The marketing vs. PR debate of 2015 is over. All panelists left free of black eyes and other wounds. If you’re looking for war, watch Game of Thrones instead of a Marketing vs. PR debate because the all panelists agreed that marketing and PR both need and complement each other. Panelists did disagree on some points. Read on for details!
Marketing vs. PR: Purposes, Differences, & Misconceptions
Public relations focuses on building relationships with potential clients and their communities. Some incorrectly assume that PR is the act of publicizing stories to a massive audience and going to parties and lunches. That is far from the truth. Effective PR campaigns work because they are guided by consumer research and are targeted with pinpoint accuracy. Marketing, on the other hand, focuses on controlling the long-term reach and frequency of messages and helping drive sales, with emphasis on the word “helping.” A common assumption is that marketing automatically drives sales, no matter what. This is a misconception because marketing is a piece of the puzzle, not the whole puzzle. Without a good product, efficient operations, effective leadership, and other necessities, marketing cannot drive sales, no matter how well it’s done.
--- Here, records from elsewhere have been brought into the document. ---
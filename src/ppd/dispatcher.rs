use crate::method::PaymentMethod;
use crate::processors::{
    BankTransferProcessor, CreditCardProcessor, DigitalWalletProcessor, PayPalProcessor,
    PaymentProcessor,
};
use crate::Result;

use thiserror::Error;

#[derive(Error, Debug, PartialEq)]
pub enum DispatchError {
    #[error("Invalid payment method: {0}")]
    InvalidMethod(String),

    #[error("Payment processor not implemented for method: {0}")]
    UnsupportedMethod(PaymentMethod),
}

type Constructor = fn() -> Box<dyn PaymentProcessor>;

/// Registration table mapping each method to its processor constructor.
/// Lookup misses surface as `DispatchError::UnsupportedMethod`.
const PLATFORMS: [(PaymentMethod, Constructor); 4] = [
    (PaymentMethod::CreditCard, || Box::new(CreditCardProcessor)),
    (PaymentMethod::PayPal, || Box::new(PayPalProcessor)),
    (PaymentMethod::BankTransfer, || Box::new(BankTransferProcessor)),
    (PaymentMethod::DigitalWallet, || {
        Box::new(DigitalWalletProcessor)
    }),
];

pub struct Dispatcher;

impl Dispatcher {
    /// Resolves `method` (an enumeration value, or its canonical string form
    /// such as `"bank_transfer"`) and constructs the processor registered for
    /// it. Returns a fresh instance per call; processors are stateless, so
    /// callers may reuse them freely instead.
    pub fn create_payment_method<M>(method: M) -> Result<Box<dyn PaymentProcessor>>
    where
        M: TryInto<PaymentMethod>,
        M::Error: std::error::Error + Send + Sync + 'static,
    {
        let method = method.try_into()?;

        log::debug!("Creating payment processor for method: {method}");

        let constructor = PLATFORMS
            .iter()
            .find(|(registered, _)| *registered == method)
            .map(|(_, constructor)| constructor)
            .ok_or(DispatchError::UnsupportedMethod(method))?;

        return Ok(constructor());
    }
}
While both marketing and PR deliver returns on investment, they do it in different ways. Sales conversions, impressions, clicks, and the like are common ROI measurements for marketing. For PR, data on human engagement is the focus. PR teams may collect data such as number of attendees at an event or number of participants in an online conversation.
Marketing and PR campaigns do share some goals. Both marketing and PR are meant to bolster brand image as well as increase brand awareness, name recognition, and client engagement. They just differ a bit in how they achieve these goals. Additionally, marketing and PR both rely on data collection and analysis. Without data collection, neither marketing nor PR teams can achieve their goals.
Which clients should use marketing and which should use PR? The focus should not be marketing vs. PR; it should be marketing and PR. Most clients need both of these services and, therefore, benefit most from a holistic approach in which PR and marketing specialists collaborate. The exact mix of PR and marketing services will depend on the client, the campaign, and the venue. Overlap is particularly common in venues that allow for both PR and marketing activities, for example, social media. Many social media platforms allow for both advertising (a marketing function) and conversations/relationship building (a PR function). Marketing and PR teams must be savvy enough to decide what mix each client needs and to develop the right long-term strategy for each client. When asked whether it is better for a person to specialize in one area or do both PR and marketing, panelists were divided. Some believe it is better to specialize in one and outsource the other, while others believe that specializing in both is possible and more beneficial, given the significant overlap between the two.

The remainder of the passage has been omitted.